So much work, so little enthusiasm. It comes in bursts and then fizzles out. I am quite run down, ill. It should be a good excuse, all it really means is that I potter about doing this and that and moan a little about the dizzy spells, the sweats and the sore throat.
The drawing day at the old college was good. We smothered the wall in MTS imagery in a good time, set up the digital projector and had it looked over by the first year students who have to do something similar next week with found images. I might pop in to see what they come up with.

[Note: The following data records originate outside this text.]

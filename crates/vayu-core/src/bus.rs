use std::sync::Arc;
use tokio::sync::broadcast;
use vayu_types::Message;

/// 快照总线
///
/// 模拟器发布，展示端订阅；彼此之间没有状态共享
#[derive(Clone)]
pub struct EventBus {
    sender: broadcast::Sender<Message>,
}

impl EventBus {
    pub fn new(capacity: usize) -> Self {
        let (sender, _) = broadcast::channel(capacity);
        Self { sender }
    }

    pub fn subscribe(&self) -> broadcast::Receiver<Message> {
        self.sender.subscribe()
    }

    pub fn publish(&self, message: Message) -> Result<usize, broadcast::error::SendError<Message>> {
        self.sender.send(message)
    }

    /// 当前订阅者数量
    pub fn subscriber_count(&self) -> usize {
        self.sender.receiver_count()
    }
}

pub type SharedEventBus = Arc<EventBus>;
use crate::model::{limits, DeviceRecord};
use crate::{FleetError, Result};
use serde::{Deserialize, Serialize};
use tracing::{info, warn};
use vayu_types::AcStatus;

/// 手动控制请求
///
/// 温度设定值与风速目标都按钳位区间预先验证
#[derive(Debug, Clone, Serialize, Deserialize, PartialEq)]
pub struct ControlRequest {
    /// 目标设备 ID
    pub device_id: String,

    /// 温度设定值（°C）
    pub temp_setpoint: f64,

    /// 风速目标（0-100）
    pub fan_speed: f64,
}

impl ControlRequest {
    pub fn new(device_id: impl Into<String>, temp_setpoint: f64, fan_speed: f64) -> Self {
        Self {
            device_id: device_id.into(),
            temp_setpoint,
            fan_speed,
        }
    }

    /// 验证请求参数
    ///
    /// # 错误
    /// * `Validation` - 设备 ID 为空或数值超出钳位区间
    pub fn validate(&self) -> Result<()> {
        if self.device_id.is_empty() {
            return Err(FleetError::validation("Device ID cannot be empty"));
        }

        if !limits::contains(self.temp_setpoint, limits::TEMP) {
            return Err(FleetError::validation(format!(
                "Temperature setpoint {} out of range [{}, {}]",
                self.temp_setpoint,
                limits::TEMP.0,
                limits::TEMP.1
            )));
        }

        if !limits::contains(self.fan_speed, limits::FAN) {
            return Err(FleetError::validation(format!(
                "Fan speed {} out of range [{}, {}]",
                self.fan_speed,
                limits::FAN.0,
                limits::FAN.1
            )));
        }

        Ok(())
    }
}

/// 对机队应用手动控制
///
/// 只覆盖目标设备的 `live_temp` 与 `fan_speed` 并强制 `ac_status = auto`，
/// 其余设备和字段保持不变；未知设备 ID 是 no-op
///
/// # 返回
/// 是否有设备被修改
pub fn apply(fleet: &mut [DeviceRecord], request: &ControlRequest) -> Result<bool> {
    request.validate()?;

    match fleet.iter_mut().find(|d| d.id == request.device_id) {
        Some(device) => {
            device.live_temp = request.temp_setpoint;
            device.fan_speed = request.fan_speed;
            device.ac_status = AcStatus::Auto;

            info!(
                device_id = %device.id,
                temp_setpoint = %request.temp_setpoint,
                fan_speed = %request.fan_speed,
                "Manual control applied"
            );
            Ok(true)
        }
        None => {
            warn!(device_id = %request.device_id, "Manual control target not found, ignoring");
            Ok(false)
        }
    }
}
use crate::{AnalyticsError, Result};
use serde::{Deserialize, Serialize};

/// AI 配置
///
/// 滑杆参数有固定的取值区间，越界即验证错误
#[derive(Debug, Clone, Serialize, Deserialize, PartialEq)]
pub struct AiSettings {
    /// AI 系统开关
    pub enabled: bool,

    /// 自动寻优开关
    pub auto_optimization: bool,

    /// 学习率（0.1-1.0）
    pub learning_rate: f64,

    /// 寻优强度（20-100）
    pub optimization_level: u32,

    /// 预测窗口（5-120 分钟）
    pub prediction_window_minutes: u32,
}

impl AiSettings {
    pub const LEARNING_RATE_RANGE: (f64, f64) = (0.1, 1.0);
    pub const OPTIMIZATION_LEVEL_RANGE: (u32, u32) = (20, 100);
    pub const PREDICTION_WINDOW_RANGE: (u32, u32) = (5, 120);

    /// 设置学习率
    pub fn set_learning_rate(&mut self, learning_rate: f64) -> Result<()> {
        let (lo, hi) = Self::LEARNING_RATE_RANGE;
        if !(lo..=hi).contains(&learning_rate) {
            return Err(AnalyticsError::validation(format!(
                "Learning rate {} out of range [{}, {}]",
                learning_rate, lo, hi
            )));
        }
        self.learning_rate = learning_rate;
        Ok(())
    }

    /// 设置寻优强度
    pub fn set_optimization_level(&mut self, level: u32) -> Result<()> {
        let (lo, hi) = Self::OPTIMIZATION_LEVEL_RANGE;
        if !(lo..=hi).contains(&level) {
            return Err(AnalyticsError::validation(format!(
                "Optimization level {} out of range [{}, {}]",
                level, lo, hi
            )));
        }
        self.optimization_level = level;
        Ok(())
    }

    /// 设置预测窗口
    pub fn set_prediction_window(&mut self, minutes: u32) -> Result<()> {
        let (lo, hi) = Self::PREDICTION_WINDOW_RANGE;
        if !(lo..=hi).contains(&minutes) {
            return Err(AnalyticsError::validation(format!(
                "Prediction window {} out of range [{}, {}]",
                minutes, lo, hi
            )));
        }
        self.prediction_window_minutes = minutes;
        Ok(())
    }

    /// 验证整个配置
    pub fn validate(&self) -> Result<()> {
        let mut probe = self.clone();
        probe.set_learning_rate(self.learning_rate)?;
        probe.set_optimization_level(self.optimization_level)?;
        probe.set_prediction_window(self.prediction_window_minutes)?;
        Ok(())
    }
}

impl Default for AiSettings {
    fn default() -> Self {
        Self {
            enabled: true,
            auto_optimization: true,
            learning_rate: 0.75,
            optimization_level: 80,
            prediction_window_minutes: 30,
        }
    }
}
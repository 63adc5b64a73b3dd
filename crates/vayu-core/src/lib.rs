pub mod bus;
pub mod ticker;

pub use bus::{EventBus, SharedEventBus};
pub use ticker::{Ticker, TickerHandle};

pub fn init() {
    tracing::info!("Simulation core initialized");
}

We are part of a group now. A local mill, the venue for HOST back in November and a place that has resident artists in studios, has offered the six of us the use of a whole floor for a show. Initially it will be our six and if goes well, it might be the first of regular shows. The mill owner is enthusiastic and we have ideas and the two things combined is a lethal one. Mingling in the local scene is not something I do very often. Like a fool, I have signed up for another local initiative, closer to home. A whole section of Wakefield is being transformed into a cultural quarter and there is a get together and workshop. They even supply a boxed canvas to take home and work on (responses to the day) and when returned it is exhibited. I am becoming a slag.

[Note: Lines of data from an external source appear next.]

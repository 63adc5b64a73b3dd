use thiserror::Error;

/// 设备机队错误类型
#[derive(Error, Debug)]
pub enum FleetError {
    /// 设备未找到
    #[error("Device not found: {0}")]
    NotFound(String),

    /// 验证错误
    #[error("Validation error: {0}")]
    Validation(String),

    /// 序列化错误
    #[error("Serialization error: {0}")]
    Serialization(#[from] serde_json::Error),

    /// 其他错误
    #[error(transparent)]
    Other(#[from] anyhow::Error),
}

/// 设备机队结果类型
pub type Result<T> = std::result::Result<T, FleetError>;

impl FleetError {
    /// 创建验证错误
    pub fn validation(msg: impl Into<String>) -> Self {
        FleetError::Validation(msg.into())
    }
}
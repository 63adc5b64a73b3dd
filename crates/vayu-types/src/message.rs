use serde::{Deserialize, Serialize};
use uuid::Uuid;

/// 总线消息
///
/// 模拟器在每个 tick 之后把快照以 JSON 负载的形式发布到总线上
#[derive(Debug, Clone, Serialize, Deserialize)]
pub struct Message {
    pub id: Uuid,
    pub topic: String,
    pub payload: serde_json::Value,
    pub timestamp: i64,
}

impl Message {
    pub fn new(topic: impl Into<String>, payload: serde_json::Value) -> Self {
        Self {
            id: Uuid::new_v4(),
            topic: topic.into(),
            payload,
            timestamp: chrono::Utc::now().timestamp_millis(),
        }
    }
}

#[cfg(test)]
mod tests {
    use super::*;
    use serde_json::json;

    #[test]
    fn test_message_new() {
        let msg = Message::new("fleet/update", json!({"count": 16}));
        assert_eq!(msg.topic, "fleet/update");
        assert_eq!(msg.payload["count"], 16);
        assert!(msg.timestamp > 0);
    }
}
pub mod loader;
pub mod model;

pub use loader::ConfigLoader;
pub use model::{SimulationConfig, TimerConfig};
use crate::model::{SensorReading, TrendPoint};
use crate::query::{paginate, Page};
use crate::series::EnvSeries;
use chrono::{DateTime, Utc};
use rand::Rng;
use std::sync::Arc;
use tokio::sync::RwLock;
use tracing::info;
use vayu_types::DateRange;

/// 环境时序存储
///
/// 独占持有当前选中设备/范围的序列；切换选择会在写锁内整体重新播种
pub struct SeriesStore {
    series: Arc<RwLock<EnvSeries>>,
}

impl SeriesStore {
    /// 使用注入的随机源播种
    pub fn seed_with(
        device_id: impl Into<String>,
        range: DateRange,
        rng: &mut impl Rng,
        now: DateTime<Utc>,
    ) -> Self {
        let series = EnvSeries::seed(device_id, range, rng, now);
        Self {
            series: Arc::new(RwLock::new(series)),
        }
    }

    /// 使用线程随机源播种
    pub fn new(device_id: impl Into<String>, range: DateRange) -> Self {
        let mut rng = rand::thread_rng();
        Self::seed_with(device_id, range, &mut rng, Utc::now())
    }

    /// 执行一次 tick（线程随机源 + 当前时间）
    pub async fn tick(&self) -> SensorReading {
        let mut series = self.series.write().await;
        let mut rng = rand::thread_rng();
        series.tick(&mut rng, Utc::now())
    }

    /// 使用注入的随机源和时间执行一次 tick（用于确定性测试）
    pub async fn tick_with<R: Rng + Send>(&self, rng: &mut R, now: DateTime<Utc>) -> SensorReading {
        let mut series = self.series.write().await;
        series.tick(rng, now)
    }

    /// 切换选中的设备/时间范围；任一变化触发重新播种
    pub async fn select(&self, device_id: impl Into<String>, range: DateRange) -> bool {
        let device_id = device_id.into();
        let mut series = self.series.write().await;
        let mut rng = rand::thread_rng();
        let reseeded = series.select(device_id.clone(), range, &mut rng, Utc::now());

        if reseeded {
            info!(device_id = %device_id, range = %range.as_str(), "Series selection changed");
        }
        reseeded
    }

    /// 确定性版本的选择切换（用于测试）
    pub async fn select_with<R: Rng + Send>(
        &self,
        device_id: impl Into<String>,
        range: DateRange,
        rng: &mut R,
        now: DateTime<Utc>,
    ) -> bool {
        let mut series = self.series.write().await;
        series.select(device_id, range, rng, now)
    }

    /// 图表窗口快照（旧→新）
    pub async fn chart_snapshot(&self) -> Vec<TrendPoint> {
        self.series.read().await.window().to_vec()
    }

    /// 读数日志的一页（新→旧，页码已钳位）
    pub async fn readings_page(&self, page: usize) -> Page<SensorReading> {
        let series = self.series.read().await;
        paginate(series.readings(), page)
    }

    /// 当前读数条数
    pub async fn readings_len(&self) -> usize {
        self.series.read().await.readings().len()
    }

    /// 当前选中的设备与范围
    pub async fn selection(&self) -> (String, DateRange) {
        let series = self.series.read().await;
        (series.device_id().to_string(), series.range())
    }
}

Art and Science, discuss. When did they drift away from each other and settle into different mind sets? Is the fact that they are seen so independently of one another part of the problem in resolving the big issues of our time? School, education in general, must have a large part of play in fixing this notion that if you do art, you can’t do science. Choose. We always have to choose. I have written before of my belief that education should be a thing that is whole. Offered to students ‘in the round’. It might be easier for people in their early twenties with no life experience to teach a subject in neat little packages, clearly defined and isolated but we don’t experience life in that way. Geography, language, art, and history and so on all overlap and inform together. Education should be like this, as inspiring and vital as real life. Fuck bits of paper. All right, maybe a piece of paper that states you can read that piece of paper, and add up a bit, just to make life easier for future employers. And school is very little other than a training ground, an indoctrination centre for a life of employment. Turn up on time, do as you are told, eat when we say so, try your best and here is your reward. School ought to be the first stage on a life journey of the absorption of information, the gathering of enthusiastic minds who set the purpose themselves, free of all expectation. After school, more school at a higher level or maybe you saunter, asking questions and trying to find solutions. Maybe you work because you want to, some people like to work. Some people like to study and probe and wonder.

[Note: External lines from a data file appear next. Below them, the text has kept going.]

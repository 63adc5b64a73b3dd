pub mod device;
pub mod event;
pub mod message;
pub mod range;

pub use device::{AcStatus, Co2Level};
pub use event::EventKind;
pub use message::Message;
pub use range::DateRange;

And in this utopia, art and science would co-exist, happily. I think they deal with the same big issues. Generative art is almost like a study of nature. I am glossing over here. Mostly because I am still ill and always unsure of my thought processes; nature is the ultimate generative artist. Science tries to offer one solution to the question of why we are here, less spiritual on the face of it perhaps. I think that if we are the product of random cosmic events, right time right place and so on, it is all the more justification to make artwork and enjoy life and fuck the employer. We advance but we don’t take advantage of it to make our lives more free. We can’t probably because we are encouraged to work, to fit in, to provide something for society which is exactly what I am saying but you provide something else for society other than products and base needs; you offer time, love, passion, invention, and play.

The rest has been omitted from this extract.